Ethnic Groups: In 1994, 52 percent Kyrgyz, 22 percent Russian, 13 percent Uzbek, 3 percent Ukrainian, 2 percent German.
Languages: Aggressive post-Soviet campaign to make Kyrgyz official national language in all commercial and government uses by 1997; Russian still used extensively, and non-Kyrgyz population, most not Kyrgyz speakers, hostile to forcible Kyrgyzification.
Religion: Dominant religion Sunni Muslim (70 percent), with heavy influence of tribal religions. Russian population largely Russian Orthodox.
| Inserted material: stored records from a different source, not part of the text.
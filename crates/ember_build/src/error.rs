//! Error types for unit processing.

use std::path::PathBuf;

use ember_cache::{CacheError, DependencySet};

/// Errors that abort one unit, or the commit of a batch.
#[derive(Debug, thiserror::Error)]
pub enum BuildError {
    /// The build invocation could not be started or exited unsuccessfully.
    ///
    /// `diagnostics` is the tool's own output, verbatim.
    #[error("failed to build '{unit}' ({status})\n{diagnostics}")]
    BuildFailed {
        /// Key of the unit that failed.
        unit: String,
        /// Exit status, or why the tool could not be run.
        status: String,
        /// What the tool printed.
        diagnostics: String,
    },

    /// An I/O error outside of the tool invocation.
    #[error("I/O error at {path}: {source}")]
    Io {
        /// The path involved.
        path: PathBuf,
        /// The underlying I/O error.
        source: std::io::Error,
    },

    /// The fingerprint table could not be committed.
    #[error(transparent)]
    Cache(#[from] CacheError),

    /// A unit was loaded that was not resolved during the current batch.
    #[error("unit '{0}' was loaded without being resolved in this batch")]
    UnresolvedUnit(String),

    /// A unit path that the translation tool does not accept.
    #[error("'{0}' is not a C or C++ source")]
    NotTranslatable(String),

    /// The worker pool could not be created.
    #[error("cannot start worker pool: {0}")]
    Pool(String),
}

impl BuildError {
    /// Creates an I/O error with path context.
    pub fn io(path: impl Into<PathBuf>, source: std::io::Error) -> Self {
        Self::Io {
            path: path.into(),
            source,
        }
    }
}

/// A dependency report invocation that failed.
///
/// Never fatal: the caller logs it and continues with `partial`, which holds
/// whatever the report did list plus the source itself.
#[derive(Debug, thiserror::Error)]
#[error("dependency report for '{source_file}' failed: {reason}")]
pub struct ExtractionFailed {
    /// The source the report was requested for, as passed to the tool.
    pub source_file: String,
    /// What went wrong.
    pub reason: String,
    /// Root-relative files recovered despite the failure.
    pub partial: DependencySet,
}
Education and Literacy: Literacy 97 percent in 1994. Strong tradition of educating all citizens; ambitious program to restructure Soviet system hampered by low funding and loss of teachers. School attendance mandatory through grade nine. Kyrgyz increasingly used for instruction; transition from Russian hampered by lack of textbooks. Twenty-six institutions of higher learning.
Health: Transition from Soviet national health system to public health insurance system slowed by low funding. In 1990s, health professionals not well-trained; supplies, facilities, and equipment insufficient, unsanitary. Contaminated water a major health hazard.